Assignment: All of the data below is to be returned unaltered.

#####

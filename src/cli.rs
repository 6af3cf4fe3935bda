//! CLI command definitions using clap.

#![deny(clippy::unwrap_used)]
#![deny(clippy::expect_used)]
#![deny(clippy::panic)]

use std::path::PathBuf;

use clap::{Args, Parser, Subcommand};

/// Tally - per-key real-time counters
#[derive(Parser, Debug)]
#[command(name = "tally")]
#[command(version)]
#[command(about = "Per-key durable counters with live WebSocket updates")]
pub struct Cli {
    #[command(subcommand)]
    pub command: Commands,
}

#[derive(Subcommand, Debug)]
pub enum Commands {
    /// Run the HTTP and WebSocket server
    Serve(ServeArgs),

    /// Print the effective configuration as TOML
    Config {
        /// Configuration file path
        #[arg(short, long)]
        config: Option<PathBuf>,
    },
}

/// Options for `tally serve`; each one overrides the config file.
#[derive(Args, Debug, Default)]
pub struct ServeArgs {
    /// Configuration file path
    #[arg(short, long)]
    pub config: Option<PathBuf>,

    /// Address to bind to (e.g., 127.0.0.1:3000)
    #[arg(short, long)]
    pub bind: Option<String>,

    /// Store URL: mem:// or rocksdb://<dir>
    #[arg(short, long)]
    pub store: Option<String>,

    /// Stop idle counter instances after this many seconds
    #[arg(long)]
    pub hibernate_after_secs: Option<u64>,

    /// Log level used when RUST_LOG is not set
    #[arg(long)]
    pub log_level: Option<String>,
}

#####

Result for this task:
filename src/cli.rs
repository 6af3cf4fe3935bda
//! CLI command definitions using clap.

#![deny(clippy::unwrap_used)]
#![deny(clippy::expect_used)]
#![deny(clippy::panic)]

use std::path::PathBuf;

use clap::{Args, Parser, Subcommand};

/// Tally - per-key real-time counters
#[derive(Parser, Debug)]
#[command(name = "tally")]
#[command(version)]
#[command(about = "Per-key durable counters with live WebSocket updates")]
pub struct Cli {
    #[command(subcommand)]
    pub command: Commands,
}

#[derive(Subcommand, Debug)]
pub enum Commands {
    /// Run the HTTP and WebSocket server
    Serve(ServeArgs),

    /// Print the effective configuration as TOML
    Config {
        /// Configuration file path
        #[arg(short, long)]
        config: Option<PathBuf>,
    },
}

/// Options for `tally serve`; each one overrides the config file.
#[derive(Args, Debug, Default)]
pub struct ServeArgs {
    /// Configuration file path
    #[arg(short, long)]
    pub config: Option<PathBuf>,

    /// Address to bind to (e.g., 127.0.0.1:3000)
    #[arg(short, long)]
    pub bind: Option<String>,

    /// Store URL: mem:// or rocksdb://<dir>
    #[arg(short, long)]
    pub store: Option<String>,

    /// Stop idle counter instances after this many seconds
    #[arg(long)]
    pub hibernate_after_secs: Option<u64>,

    /// Log level used when RUST_LOG is not set
    #[arg(long)]
    pub log_level: Option<String>,
}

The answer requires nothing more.